> **Required action**: Using the material below, work out how many lines contain "Clone". Only the number is wanted.

> **Provided records**:

※ ※ ※

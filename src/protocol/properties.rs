//! v5.0 properties
//!
//! Only properties the broker acts on are kept. Everything else is
//! validated by its wire type and skipped, so a peer sending e.g. a
//! content type or user properties is still decoded correctly.

use bytes::{BufMut, BytesMut};

use crate::codec::{
    read_binary, read_string, read_u16, read_u32, read_variable_int, variable_int_len,
    write_string, write_variable_int,
};
use crate::protocol::{DecodeError, EncodeError};

/// Property identifiers the broker reads or writes
mod id {
    pub const SUBSCRIPTION_IDENTIFIER: u8 = 0x0B;
    pub const SESSION_EXPIRY_INTERVAL: u8 = 0x11;
    pub const ASSIGNED_CLIENT_IDENTIFIER: u8 = 0x12;
    pub const SERVER_KEEP_ALIVE: u8 = 0x13;
    pub const REASON_STRING: u8 = 0x1F;
    pub const RECEIVE_MAXIMUM: u8 = 0x21;
    pub const TOPIC_ALIAS_MAXIMUM: u8 = 0x22;
    pub const TOPIC_ALIAS: u8 = 0x23;
    pub const MAXIMUM_QOS: u8 = 0x24;
    pub const RETAIN_AVAILABLE: u8 = 0x25;
    pub const MAXIMUM_PACKET_SIZE: u8 = 0x27;
    pub const WILDCARD_SUBSCRIPTION_AVAILABLE: u8 = 0x28;
    pub const SUBSCRIPTION_IDENTIFIER_AVAILABLE: u8 = 0x29;
    pub const SHARED_SUBSCRIPTION_AVAILABLE: u8 = 0x2A;
}

/// Encoding of a property value on the wire
#[derive(Debug, Clone, Copy, PartialEq, Eq)]
enum WireType {
    Byte,
    TwoByte,
    FourByte,
    VarInt,
    Utf8,
    Binary,
    Utf8Pair,
}

fn wire_type(prop_id: u8) -> Option<WireType> {
    use WireType::*;
    Some(match prop_id {
        0x01 | 0x17 | 0x19 | 0x24 | 0x25 | 0x28 | 0x29 | 0x2A => Byte,
        0x13 | 0x21 | 0x22 | 0x23 => TwoByte,
        0x02 | 0x11 | 0x18 | 0x27 => FourByte,
        0x0B => VarInt,
        0x03 | 0x08 | 0x12 | 0x15 | 0x1A | 0x1C | 0x1F => Utf8,
        0x09 | 0x16 => Binary,
        0x26 => Utf8Pair,
        _ => return None,
    })
}

/// Properties relevant to the broker
#[derive(Debug, Clone, Default, PartialEq, Eq)]
pub struct Properties {
    /// May repeat (PUBLISH to a subscriber with overlapping subscriptions)
    pub subscription_identifiers: Vec<u32>,
    pub session_expiry_interval: Option<u32>,
    pub assigned_client_identifier: Option<String>,
    pub server_keep_alive: Option<u16>,
    pub reason_string: Option<String>,
    pub receive_maximum: Option<u16>,
    pub topic_alias_maximum: Option<u16>,
    pub topic_alias: Option<u16>,
    pub maximum_qos: Option<u8>,
    pub retain_available: Option<u8>,
    pub maximum_packet_size: Option<u32>,
    pub wildcard_subscription_available: Option<u8>,
    pub subscription_identifier_available: Option<u8>,
    pub shared_subscription_available: Option<u8>,
}

impl Properties {
    pub fn new() -> Self {
        Self::default()
    }

    pub fn is_empty(&self) -> bool {
        self.encoded_size() == 0
    }

    /// Size of the property block, excluding its length prefix
    pub fn encoded_size(&self) -> usize {
        let byte = |v: &Option<u8>| v.map_or(0, |_| 2);
        let two = |v: &Option<u16>| v.map_or(0, |_| 3);
        let four = |v: &Option<u32>| v.map_or(0, |_| 5);
        let utf8 = |v: &Option<String>| v.as_ref().map_or(0, |s| 3 + s.len());

        self.subscription_identifiers
            .iter()
            .map(|id| 1 + variable_int_len(*id))
            .sum::<usize>()
            + four(&self.session_expiry_interval)
            + utf8(&self.assigned_client_identifier)
            + two(&self.server_keep_alive)
            + utf8(&self.reason_string)
            + two(&self.receive_maximum)
            + two(&self.topic_alias_maximum)
            + two(&self.topic_alias)
            + byte(&self.maximum_qos)
            + byte(&self.retain_available)
            + four(&self.maximum_packet_size)
            + byte(&self.wildcard_subscription_available)
            + byte(&self.subscription_identifier_available)
            + byte(&self.shared_subscription_available)
    }

    /// Decode a length-prefixed property block.
    /// Returns the properties and the number of bytes consumed.
    pub fn decode(buf: &[u8]) -> Result<(Self, usize), DecodeError> {
        let (prop_len, len_bytes) = read_variable_int(buf)?;
        let end = len_bytes + prop_len as usize;
        if buf.len() < end {
            return Err(DecodeError::InsufficientData);
        }

        let block = &buf[len_bytes..end];
        let mut props = Properties::new();
        let mut pos = 0;

        while pos < block.len() {
            let (raw_id, id_len) = read_variable_int(&block[pos..])?;
            pos += id_len;
            let prop_id = u8::try_from(raw_id).map_err(|_| DecodeError::InvalidPropertyId(0xFF))?;
            let kind = wire_type(prop_id).ok_or(DecodeError::InvalidPropertyId(prop_id))?;
            let value = &block[pos..];

            pos += match kind {
                WireType::Byte => {
                    let v = *value.first().ok_or(DecodeError::InsufficientData)?;
                    let slot = match prop_id {
                        id::MAXIMUM_QOS => Some(&mut props.maximum_qos),
                        id::RETAIN_AVAILABLE => Some(&mut props.retain_available),
                        id::WILDCARD_SUBSCRIPTION_AVAILABLE => {
                            Some(&mut props.wildcard_subscription_available)
                        }
                        id::SUBSCRIPTION_IDENTIFIER_AVAILABLE => {
                            Some(&mut props.subscription_identifier_available)
                        }
                        id::SHARED_SUBSCRIPTION_AVAILABLE => {
                            Some(&mut props.shared_subscription_available)
                        }
                        _ => None,
                    };
                    if let Some(slot) = slot {
                        set_once(slot, v, prop_id)?;
                    }
                    1
                }
                WireType::TwoByte => {
                    let v = read_u16(value)?;
                    let slot = match prop_id {
                        id::SERVER_KEEP_ALIVE => Some(&mut props.server_keep_alive),
                        id::RECEIVE_MAXIMUM => {
                            if v == 0 {
                                return Err(DecodeError::MalformedPacket(
                                    "receive maximum cannot be 0",
                                ));
                            }
                            Some(&mut props.receive_maximum)
                        }
                        id::TOPIC_ALIAS_MAXIMUM => Some(&mut props.topic_alias_maximum),
                        id::TOPIC_ALIAS => Some(&mut props.topic_alias),
                        _ => None,
                    };
                    if let Some(slot) = slot {
                        set_once(slot, v, prop_id)?;
                    }
                    2
                }
                WireType::FourByte => {
                    let v = read_u32(value)?;
                    let slot = match prop_id {
                        id::SESSION_EXPIRY_INTERVAL => Some(&mut props.session_expiry_interval),
                        id::MAXIMUM_PACKET_SIZE => {
                            if v == 0 {
                                return Err(DecodeError::MalformedPacket(
                                    "maximum packet size cannot be 0",
                                ));
                            }
                            Some(&mut props.maximum_packet_size)
                        }
                        _ => None,
                    };
                    if let Some(slot) = slot {
                        set_once(slot, v, prop_id)?;
                    }
                    4
                }
                WireType::VarInt => {
                    let (v, len) = read_variable_int(value)?;
                    if v == 0 {
                        return Err(DecodeError::MalformedPacket(
                            "subscription identifier cannot be 0",
                        ));
                    }
                    props.subscription_identifiers.push(v);
                    len
                }
                WireType::Utf8 => {
                    let (s, len) = read_string(value)?;
                    let slot = match prop_id {
                        id::ASSIGNED_CLIENT_IDENTIFIER => {
                            Some(&mut props.assigned_client_identifier)
                        }
                        id::REASON_STRING => Some(&mut props.reason_string),
                        _ => None,
                    };
                    if let Some(slot) = slot {
                        set_once(slot, s.to_string(), prop_id)?;
                    }
                    len
                }
                WireType::Binary => read_binary(value)?.1,
                WireType::Utf8Pair => {
                    let (_, key_len) = read_string(value)?;
                    let (_, val_len) = read_string(&value[key_len..])?;
                    key_len + val_len
                }
            };
        }

        Ok((props, end))
    }

    /// Encode the property block with its length prefix
    pub fn encode(&self, buf: &mut BytesMut) -> Result<(), EncodeError> {
        write_variable_int(buf, self.encoded_size() as u32)?;

        for sub_id in &self.subscription_identifiers {
            buf.put_u8(id::SUBSCRIPTION_IDENTIFIER);
            write_variable_int(buf, *sub_id)?;
        }
        if let Some(v) = self.session_expiry_interval {
            buf.put_u8(id::SESSION_EXPIRY_INTERVAL);
            buf.put_u32(v);
        }
        if let Some(ref s) = self.assigned_client_identifier {
            buf.put_u8(id::ASSIGNED_CLIENT_IDENTIFIER);
            write_string(buf, s)?;
        }
        if let Some(v) = self.server_keep_alive {
            buf.put_u8(id::SERVER_KEEP_ALIVE);
            buf.put_u16(v);
        }
        if let Some(ref s) = self.reason_string {
            buf.put_u8(id::REASON_STRING);
            write_string(buf, s)?;
        }
        for (prop_id, v) in [
            (id::RECEIVE_MAXIMUM, self.receive_maximum),
            (id::TOPIC_ALIAS_MAXIMUM, self.topic_alias_maximum),
            (id::TOPIC_ALIAS, self.topic_alias),
        ] {
            if let Some(v) = v {
                buf.put_u8(prop_id);
                buf.put_u16(v);
            }
        }
        for (prop_id, v) in [
            (id::MAXIMUM_QOS, self.maximum_qos),
            (id::RETAIN_AVAILABLE, self.retain_available),
        ] {
            if let Some(v) = v {
                buf.put_u8(prop_id);
                buf.put_u8(v);
            }
        }
        if let Some(v) = self.maximum_packet_size {
            buf.put_u8(id::MAXIMUM_PACKET_SIZE);
            buf.put_u32(v);
        }
        for (prop_id, v) in [
            (
                id::WILDCARD_SUBSCRIPTION_AVAILABLE,
                self.wildcard_subscription_available,
            ),
            (
                id::SUBSCRIPTION_IDENTIFIER_AVAILABLE,
                self.subscription_identifier_available,
            ),
            (
                id::SHARED_SUBSCRIPTION_AVAILABLE,
                self.shared_subscription_available,
            ),
        ] {
            if let Some(v) = v {
                buf.put_u8(prop_id);
                buf.put_u8(v);
            }
        }

        Ok(())
    }
}

fn set_once<T>(slot: &mut Option<T>, value: T, prop_id: u8) -> Result<(), DecodeError> {
    if slot.is_some() {
        return Err(DecodeError::DuplicateProperty(prop_id));
    }
    *slot = Some(value);
    Ok(())
}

※ ※ ※

> **Exercise solution**: 2